MOTIFS DE LA DÉCISION,
Sur le licenciement pour motif économique,
Aux termes de l'article L 1233-3 du code du travail constitue un licenciement pour motif économique, le licenciement effectué pour un ou plusieurs motifs, non inhérents à la personne du salarié, qui repose sur une cause économique (notamment des difficultés économiques ou des mutations technologiques mais aussi la réorganisation de l'entreprise, la cessation non fautive d'activité de l'entreprise), laquelle cause économique doit avoir une incidence sur l'emploi du salarié concerné ou sur son contrat de travail, en l'occurrence, emporter la suppression de son poste.
En application de l'article L 1233-4 du code du travail, le licenciement pour motif économique d'un salarié ne peut intervenir que lorsque tous les efforts de formation et d'adaptation ont été réalisés à son égard et que son reclassement sur un emploi de même catégorie que celui qu'il occupe ou sur un emploi équivalent ou à défaut, et sous réserve de l'accord exprès de l'intéressé, sur un emploi de catégorie inférieure, ne peut être opéré dans l'entreprise ou dans les entreprises du groupe auquel elle appartient.
Pour satisfaire aux exigences de ces textes et à celle de motivation de la lettre de licenciement, cette dernière doit énoncer à la fois l'une des causes économiques admises pour justifier le licenciement pour motif économique mais aussi l'incidence de cette cause économique sur l'emploi ou le contrat de travail du salarié.
La réorganisation de l'entreprise constituant un motif économique de licenciement, il suffit que la lettre de rupture fasse état de cette réorganisation et de son incidence sur le contrat de travail.
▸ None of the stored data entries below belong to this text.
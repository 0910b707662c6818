//! In-process secret store.

use std::collections::BTreeMap;
use std::sync::{Mutex, PoisonError};

use tracing::debug;

use super::{SecretHandle, SecretStore};
use crate::error::SecretError;

/// A name-keyed secret store held in memory.
///
/// Registering an existing name replaces the earlier value, mirroring the
/// process-wide "set secret by name" behaviour of container engines.
#[derive(Debug, Default)]
pub struct MemorySecretStore {
    secrets: Mutex<BTreeMap<String, SecretHandle>>,
}

impl MemorySecretStore {
    /// Create an empty store.
    #[must_use]
    pub fn new() -> Self {
        Self::default()
    }

    /// Look up a registered secret by name.
    #[must_use]
    pub fn get(&self, name: &str) -> Option<SecretHandle> {
        self.secrets
            .lock()
            .unwrap_or_else(PoisonError::into_inner)
            .get(name)
            .cloned()
    }

    /// Return the registered names in sorted order.
    #[must_use]
    pub fn names(&self) -> Vec<String> {
        self.secrets
            .lock()
            .unwrap_or_else(PoisonError::into_inner)
            .keys()
            .cloned()
            .collect()
    }

    /// Return the number of registered secrets.
    #[must_use]
    pub fn len(&self) -> usize {
        self.secrets
            .lock()
            .unwrap_or_else(PoisonError::into_inner)
            .len()
    }

    /// Return whether no secret has been registered.
    #[must_use]
    pub fn is_empty(&self) -> bool {
        self.len() == 0
    }
}

impl SecretStore for MemorySecretStore {
    fn register(&self, name: &str, contents: Vec<u8>) -> Result<SecretHandle, SecretError> {
        if name.trim().is_empty() {
            return Err(SecretError::RegistrationFailed {
                name: String::from(name),
                message: String::from("secret name must not be empty"),
            });
        }

        let handle = SecretHandle::new(name, contents);
        let replaced = self
            .secrets
            .lock()
            .unwrap_or_else(PoisonError::into_inner)
            .insert(String::from(name), handle.clone())
            .is_some();
        debug!(secret = name, replaced, "registered secret");

        Ok(handle)
    }
}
L'employeur peut ensuite invoquer que cette réorganisation était nécessaire à la sauvegarde de la compétitivité de l'entreprise ou celle du secteur d'activité du groupe auquel elle appartient ou qu'elle était liée à des difficultés économiques ou à une mutation technologique. Il appartient au juge de le vérifier étant précisé que si l'entreprise appartient à un groupe, les difficultés économiques ou la menace sur la compétitivité s'apprécient au niveau du secteur.
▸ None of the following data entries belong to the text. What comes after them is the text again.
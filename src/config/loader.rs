//! Configuration loading with layered precedence.
//!
//! Precedence (lowest to highest): application defaults, configuration file,
//! environment variables, command-line arguments.
//!
//! Layers are composed with `MergeComposer` by hand rather than through the
//! derived `load()`: the `Cli` struct owns subcommand dispatch, and typed
//! environment values must fail fast instead of being dropped.
//!
//! # Environment Variable Handling
//!
//! String fields (e.g., `REGCONFIG_IMAGE`) are always accepted. Typed fields
//! like `REGCONFIG_MOUNT_SKIP_ON_EMPTY` (boolean) or `REGCONFIG_MOUNT_MODE`
//! (octal permission bits such as `0600`) return an error when unparseable.

use camino::{Utf8Path, Utf8PathBuf};
use cap_std::ambient_authority;
use cap_std::fs_utf8::Dir;
use ortho_config::discovery::ConfigDiscovery;
use ortho_config::serde_json::{self, Map, Value};
use ortho_config::{MergeComposer, toml};
use tracing::debug;

use crate::config::{AppConfig, Cli, Commands};
use crate::error::{ConfigError, Result};

/// The type of value expected from an environment variable.
#[derive(Clone, Copy)]
enum EnvVarType {
    /// String value (always accepted).
    String,
    /// Boolean value (`true`/`false`).
    Bool,
    /// Octal permission bits, with or without a `0o` prefix.
    Mode,
}

/// Description of a single environment variable mapping.
struct EnvVarSpec {
    env_var: &'static str,
    path: &'static [&'static str],
    var_type: EnvVarType,
}

const ENV_VAR_SPECS: &[EnvVarSpec] = &[
    EnvVarSpec {
        env_var: "REGCONFIG_ENGINE_SOCKET",
        path: &["engine_socket"],
        var_type: EnvVarType::String,
    },
    EnvVarSpec {
        env_var: "REGCONFIG_IMAGE",
        path: &["image"],
        var_type: EnvVarType::String,
    },
    EnvVarSpec {
        env_var: "REGCONFIG_SECRET_NAME_PREFIX",
        path: &["secret", "name_prefix"],
        var_type: EnvVarType::String,
    },
    EnvVarSpec {
        env_var: "REGCONFIG_SECRET_NAME",
        path: &["secret", "name"],
        var_type: EnvVarType::String,
    },
    EnvVarSpec {
        env_var: "REGCONFIG_MOUNT_PATH",
        path: &["mount", "path"],
        var_type: EnvVarType::String,
    },
    EnvVarSpec {
        env_var: "REGCONFIG_MOUNT_SKIP_ON_EMPTY",
        path: &["mount", "skip_on_empty"],
        var_type: EnvVarType::Bool,
    },
    EnvVarSpec {
        env_var: "REGCONFIG_MOUNT_MODE",
        path: &["mount", "mode"],
        var_type: EnvVarType::Mode,
    },
    EnvVarSpec {
        env_var: "REGCONFIG_MOUNT_OWNER",
        path: &["mount", "owner"],
        var_type: EnvVarType::String,
    },
];

/// Returns the list of environment variable names recognised by the config loader.
///
/// Tests use this to clear every `REGCONFIG_*` variable without keeping a
/// second list in sync.
#[must_use]
pub fn env_var_names() -> Vec<&'static str> {
    ENV_VAR_SPECS.iter().map(|spec| spec.env_var).collect()
}

/// Read a TOML configuration file through `cap_std` and push it to the composer.
fn load_config_file(path: &Utf8Path, composer: &mut MergeComposer) -> Result<()> {
    let parent = path
        .parent()
        .filter(|dir| !dir.as_str().is_empty())
        .unwrap_or_else(|| Utf8Path::new("."));
    let file_name = path.file_name().unwrap_or(path.as_str());

    let dir = Dir::open_ambient_dir(parent, ambient_authority()).map_err(|e| {
        ConfigError::ParseError {
            message: format!("failed to open directory {parent}: {e}"),
        }
    })?;

    let content = dir
        .read_to_string(file_name)
        .map_err(|e| ConfigError::ParseError {
            message: format!("failed to read {path}: {e}"),
        })?;

    let value =
        toml::from_str::<serde_json::Value>(&content).map_err(|e| ConfigError::ParseError {
            message: format!("failed to parse {path}: {e}"),
        })?;

    debug!(path = %path, "loaded configuration file");
    composer.push_file(value, Some(path.to_path_buf()));
    Ok(())
}

/// Load configuration with full layer precedence.
///
/// This function loads configuration from all available sources:
/// 1. Application defaults defined in the struct
/// 2. Configuration file (`--config`, or discovered via `REGCONFIG_CONFIG_PATH`
///    and XDG paths)
/// 3. Environment variables prefixed with `REGCONFIG_`
/// 4. Command-line arguments (from the provided `Cli`)
///
/// Later sources override earlier ones.
///
/// # Errors
///
/// Returns `ConfigError` if configuration loading fails due to:
/// - A `--config` path that does not exist
/// - Malformed configuration files
/// - Invalid typed environment variable values
/// - Layer merging failures
pub fn load_config(cli: &Cli) -> Result<AppConfig> {
    let mut composer = MergeComposer::new();

    let defaults =
        serde_json::to_value(AppConfig::default()).map_err(|e| ConfigError::ParseError {
            message: format!("failed to serialise defaults: {e}"),
        })?;
    composer.push_defaults(defaults);

    if let Some(path) = resolve_config_path(cli)? {
        load_config_file(&path, &mut composer)?;
    }

    let env_values = collect_env_vars(|name| std::env::var(name).ok())?;
    if !env_values.is_null() {
        composer.push_environment(env_values);
    }

    let cli_overrides = build_cli_overrides(cli);
    if !cli_overrides.is_null() {
        composer.push_cli(cli_overrides);
    }

    let config =
        AppConfig::merge_from_layers(composer.layers()).map_err(ConfigError::OrthoConfig)?;

    Ok(config)
}

/// Pick the explicit `--config` path, or the first discovered candidate.
fn resolve_config_path(cli: &Cli) -> Result<Option<Utf8PathBuf>> {
    if let Some(explicit) = &cli.config {
        if !explicit.exists() {
            return Err(ConfigError::FileNotFound {
                path: explicit.clone().into_std_path_buf(),
            }
            .into());
        }
        return Ok(Some(explicit.clone()));
    }

    let discovery = ConfigDiscovery::builder("regconfig")
        .env_var("REGCONFIG_CONFIG_PATH")
        .config_file_name("config.toml")
        .dotfile_name(".regconfig.toml")
        .build();
    Ok(discovery
        .candidates()
        .into_iter()
        .filter(|p| p.exists())
        .find_map(|p| Utf8PathBuf::try_from(p).ok()))
}

/// Collect `REGCONFIG_*` values into a JSON object, using `lookup` to read
/// each variable.
///
/// # Errors
///
/// Returns `ConfigError::InvalidValue` when a typed variable cannot be parsed.
pub(super) fn collect_env_vars(lookup: impl Fn(&str) -> Option<String>) -> Result<Value> {
    let mut root = Map::new();

    for spec in ENV_VAR_SPECS {
        let Some(raw_value) = lookup(spec.env_var) else {
            continue;
        };

        let json_value = match spec.var_type {
            EnvVarType::String => Value::String(raw_value),
            EnvVarType::Bool => Value::Bool(raw_value.parse::<bool>().map_err(|_| {
                ConfigError::InvalidValue {
                    field: spec.env_var.to_owned(),
                    reason: format!("expected bool (true/false), got '{raw_value}'"),
                }
            })?),
            EnvVarType::Mode => Value::Number(
                parse_mode(&raw_value)
                    .ok_or_else(|| ConfigError::InvalidValue {
                        field: spec.env_var.to_owned(),
                        reason: format!("expected octal permission bits, got '{raw_value}'"),
                    })?
                    .into(),
            ),
        };

        insert_at_path(&mut root, spec.path, json_value);
    }

    if root.is_empty() {
        Ok(Value::Null)
    } else {
        Ok(Value::Object(root))
    }
}

/// Parse `0600`, `600`, or `0o600` as permission bits.
pub(super) fn parse_mode(raw: &str) -> Option<u32> {
    let trimmed = raw.trim();
    let digits = trimmed.strip_prefix("0o").unwrap_or(trimmed);
    u32::from_str_radix(digits, 8)
        .ok()
        .filter(|mode| *mode <= 0o7777)
}

/// Insert a value at a nested path in a JSON map.
fn insert_at_path(root: &mut Map<String, Value>, path: &[&str], value: Value) {
    let Some((&field, parents)) = path.split_last() else {
        return;
    };

    let mut current = root;
    for &segment in parents {
        let entry = current
            .entry(segment.to_owned())
            .or_insert_with(|| Value::Object(Map::new()));
        let Some(obj) = entry.as_object_mut() else {
            return;
        };
        current = obj;
    }

    current.insert(field.to_owned(), value);
}

/// Build a JSON value containing CLI overrides.
pub(super) fn build_cli_overrides(cli: &Cli) -> Value {
    let mut overrides = Map::new();

    let run_path = match &cli.command {
        Commands::Run(args) => args.path.as_ref(),
        Commands::Render | Commands::Name => None,
    };

    let pairs: [(&[&str], Option<&String>); 4] = [
        (&["engine_socket"], cli.engine_socket.as_ref()),
        (&["image"], cli.image.as_ref()),
        (&["secret", "name"], cli.secret_name.as_ref()),
        (&["mount", "path"], run_path),
    ];
    for (path, value) in pairs {
        if let Some(text) = value {
            insert_at_path(&mut overrides, path, Value::String(text.clone()));
        }
    }

    if overrides.is_empty() {
        Value::Null
    } else {
        Value::Object(overrides)
    }
}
En l'espèce, la société Production SICAMUS a motivé, dans la lettre de licenciement du 30 mars 2010, la suppression du poste de Mme X... " afin de sauvegarder la compétitivité de l'entreprise et de notre secteur production (Productions SICAMUS et Hortensias d'Anjou " et a évoqué des difficultés économiques contemporaines au licenciement et de nature à commander sa réorganisation.
Il résulte des documents produits et des débats que :- les sociétés du groupe SICAMUS comprennent un pôle " Production " axé sur la production d'hortensias et un second pôle " Négoce " sur la vente de tous types de plantes et articles de décoration achetés à des fournisseurs,- les clients des sociétés de production du groupe sont des horticulteurs tandis que ceux des sociétés de négoce sont des jardineries ou des fleuristes,- les salariés du pôle Négoce dépendent de la convention collective Commerce de Gros, les salariés du Pôle Production étant soumis à la convention collective de l'Horticulture du Maine et Loire,- ils sont rattachés au régime général des salariés de la sécurité sociale et non pas à la MSA comme les salariés du Pôle Production.- les biens produits par le Pôle Production sont des hortensias semi-finis, alors que le Pôle Négoce commercialise des produits divers " finis ".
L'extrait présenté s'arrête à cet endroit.